Как опившийся пасечного сахару доверчивый шмель, беспомощно зудит, топорщится геранями Лаврушкин дом – и не взлететь теперь ему, и зуд не остановить: бери его голыми руками, в любой гербарий накалывай… А если через сени ребятишкам потихоньку пройти, да в комнату заглянуть, то покажется им, что голый свет от лампочки под потолком словно завесил по окнам всю гулянку. Как отрезал её от голубого напоённого сентябрьского утра. Погрузил, провалил в нереальность подземелья, колодца, желудка.

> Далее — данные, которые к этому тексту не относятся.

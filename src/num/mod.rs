//! Integer types used in blockchain models.

use crate::cell::{CellSlice, Load};
use crate::error::Error;

/// Variable-length 128-bit integer. Used for native currencies.
///
/// Stored as 5 bits of `len` (`0..=16`), followed by `len` bytes.
#[derive(Debug, Default, Clone, Copy, Hash, PartialEq, Eq, PartialOrd, Ord)]
#[repr(transparent)]
pub struct Tokens(u128);

impl Tokens {
    /// The additive identity for this integer type, i.e. `0`.
    pub const ZERO: Self = Tokens(0);

    /// The multiplicative identity for this integer type, i.e. `1`.
    pub const ONE: Self = Tokens(1);

    /// The largest value that can be represented by this integer type.
    pub const MAX: Self = Tokens(u128::MAX);

    /// The maximum number of bytes of the value.
    pub const MAX_BYTES: u16 = 16;

    /// The number of data bits that the length occupies.
    pub const LEN_BITS: u16 = 5;

    /// The maximum number of data bits that this struct occupies.
    pub const MAX_BITS: u16 = Self::LEN_BITS + Self::MAX_BYTES * 8;

    /// Creates a new integer value from a primitive integer.
    #[inline]
    pub const fn new(value: u128) -> Self {
        Self(value)
    }

    /// Converts integer into an underlying primitive integer.
    #[inline]
    pub const fn into_inner(self) -> u128 {
        self.0
    }

    /// Returns `true` if an underlying primitive integer is zero.
    #[inline]
    pub const fn is_zero(&self) -> bool {
        self.0 == 0
    }

    /// Returns number of data bits that this struct occupies.
    pub const fn bit_len(&self) -> u16 {
        let bytes = (std::mem::size_of::<Self>() as u32 - self.0.leading_zeros() / 8) as u16;
        Self::LEN_BITS + bytes * 8
    }

    /// Checked integer addition. Computes `self + rhs`, returning `None` if overflow occurred.
    #[inline]
    #[must_use]
    pub const fn checked_add(self, rhs: Self) -> Option<Self> {
        match self.0.checked_add(rhs.0) {
            Some(value) => Some(Tokens(value)),
            None => None,
        }
    }

    /// Checked integer subtraction. Computes `self - rhs`, returning `None` if overflow occurred.
    #[inline]
    #[must_use]
    pub const fn checked_sub(self, rhs: Self) -> Option<Self> {
        match self.0.checked_sub(rhs.0) {
            Some(value) => Some(Tokens(value)),
            None => None,
        }
    }

    /// Tries to add an other value to the current one.
    pub fn try_add_assign(&mut self, other: Self) -> Result<(), Error> {
        match self.checked_add(other) {
            Some(new_value) => {
                *self = new_value;
                Ok(())
            }
            None => Err(Error::IntOverflow),
        }
    }
}

impl From<Tokens> for u128 {
    #[inline]
    fn from(value: Tokens) -> Self {
        value.0
    }
}

impl From<u128> for Tokens {
    #[inline]
    fn from(value: u128) -> Self {
        Self(value)
    }
}

impl std::str::FromStr for Tokens {
    type Err = std::num::ParseIntError;

    #[inline]
    fn from_str(s: &str) -> Result<Self, Self::Err> {
        s.parse().map(Self)
    }
}

impl std::fmt::Display for Tokens {
    #[inline]
    fn fmt(&self, f: &mut std::fmt::Formatter<'_>) -> std::fmt::Result {
        std::fmt::Display::fmt(&self.0, f)
    }
}

impl serde::Serialize for Tokens {
    fn serialize<S>(&self, serializer: S) -> Result<S::Ok, S::Error>
    where
        S: serde::Serializer,
    {
        if serializer.is_human_readable() {
            serializer.collect_str(&self.0)
        } else {
            serializer.serialize_u128(self.0)
        }
    }
}

impl<'a> Load<'a> for Tokens {
    fn load_from(slice: &mut CellSlice<'a>) -> Result<Self, Error> {
        match slice.load_var_uint(Self::LEN_BITS) {
            Ok(value) => Ok(Self(value)),
            Err(e) => Err(e),
        }
    }
}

В красный угол – как икона, измученный и традиционный – посажен Лаврушка. А вдоль вытянутого стола с полностью побитой закуской – гости. Колготят. Накалённые, потные. У каждого умишко дыбком бьёт, игогочет в стойлице, требует поля, скачки, ветра, потому как у Лаврентия день ангела сегодня. Его сегодня день. А также всех шахтёров мира. А Лаврентий-то – тоже шахтёр, если разобраться. Хх-хехх! А как же! Тоже кайлит. В поте лица, можно сказать. Вон он – чёрный. Одни глаза и остались. Совсем придавили налоги беднягу. Хибарку-то, поди, и прикрыть ему скоро придётся. Да-а, все мы шахтёры по большому счёту-то. Точно! Н-наливай!